The grants help cover things that Medicaid and private insurance don't cover, Manning said, like dealing with probation officers or family members of clients who help them take their medications, filling out forms to help clients maintain their benefits, or, if a client ends up in the hospital, coordinating plans for discharge so the person can go home smoothly.
And they offer more flexibility. Sometimes clients don't show up for appointments, Manning said, and she has her staff try to reach them. Without the grants, the agency would only get paid for that time if the client showed up so they could bill Medicaid, Manning said. Most likely, in that situation, the agency would have to drop "higher-risk" clients who aren't as likely to show up, she said.
"I could not afford to keep doing the outreach to people who I'm not getting paid to see," Manning said.

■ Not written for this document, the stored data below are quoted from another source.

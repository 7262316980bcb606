//! User domain entity

use chrono::{DateTime, Utc};
use serde::{Deserialize, Serialize};
use uuid::Uuid;

/// Staff role
#[derive(Debug, Clone, Copy, PartialEq, Eq, Serialize, Deserialize)]
#[serde(rename_all = "lowercase")]
pub enum UserRole {
    Admin,
    Operator,
    Driver,
    Security,
}

impl Default for UserRole {
    fn default() -> Self {
        Self::Operator
    }
}

impl std::fmt::Display for UserRole {
    fn fmt(&self, f: &mut std::fmt::Formatter<'_>) -> std::fmt::Result {
        match self {
            Self::Admin => write!(f, "admin"),
            Self::Operator => write!(f, "operator"),
            Self::Driver => write!(f, "driver"),
            Self::Security => write!(f, "security"),
        }
    }
}

impl From<&str> for UserRole {
    fn from(s: &str) -> Self {
        match s {
            "admin" => Self::Admin,
            "driver" => Self::Driver,
            "security" => Self::Security,
            _ => Self::Operator,
        }
    }
}

/// Account status
#[derive(Debug, Clone, Copy, PartialEq, Eq, Serialize, Deserialize)]
pub enum UserStatus {
    #[serde(rename = "Actif")]
    Actif,
    #[serde(rename = "Inactif")]
    Inactif,
    #[serde(rename = "En attente")]
    EnAttente,
}

impl Default for UserStatus {
    fn default() -> Self {
        Self::Actif
    }
}

impl std::fmt::Display for UserStatus {
    fn fmt(&self, f: &mut std::fmt::Formatter<'_>) -> std::fmt::Result {
        match self {
            Self::Actif => write!(f, "Actif"),
            Self::Inactif => write!(f, "Inactif"),
            Self::EnAttente => write!(f, "En attente"),
        }
    }
}

impl From<&str> for UserStatus {
    fn from(s: &str) -> Self {
        match s {
            "Inactif" => Self::Inactif,
            "En attente" => Self::EnAttente,
            _ => Self::Actif,
        }
    }
}

/// Staff account.
///
/// `entrepot_id = None` means unrestricted scope (admins); everyone else
/// is bound to one warehouse. Passwords are stored as bcrypt hashes only.
#[derive(Debug, Clone, PartialEq)]
pub struct User {
    pub id: Uuid,
    pub nom: String,
    pub email: String,
    pub username: String,
    pub password_hash: String,
    pub role: UserRole,
    pub entrepot_id: Option<Uuid>,
    pub status: UserStatus,
    pub created_at: DateTime<Utc>,
    pub last_login_at: Option<DateTime<Utc>>,
}

impl User {
    pub fn is_admin(&self) -> bool {
        self.role == UserRole::Admin
    }

    pub fn is_active(&self) -> bool {
        self.status == UserStatus::Actif
    }
}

In a statement, the Department of Mental Health and Addiction Services said it had been working with providers for several years to prepare for federal health reform and would continue to do so. It noted that the department had managed similar conversions from grant funding to fee-for-service systems in the past, and that many services will remain grant funded even after the Affordable Care Act takes effect.
"The department believes the behavioral health system can be sustained under ACA," the statement said.
Barnes said he doesn't believe the grant cut will lead to problems with access to mental health care. He acknowledged that Medicaid rates are lower than what Medicare and private insurers pay, but he noted that Medicaid is generally considered to provide better coverage for mental-health services than commercial insurance.
He also noted that the proposed budget provides $10 million for a separate care coordination initiative that could help the clients the providers serve.
"I think the Affordable Care Act creates a lot of opportunities for us," he said. "I really think that the providers who are most dynamic and able to best adapt their service-delivery model to the post-ACA world will prosper and we certainly want them to."
"But we definitely need to begin to change how we pay for services because of the act and because of the budget constraints that we face."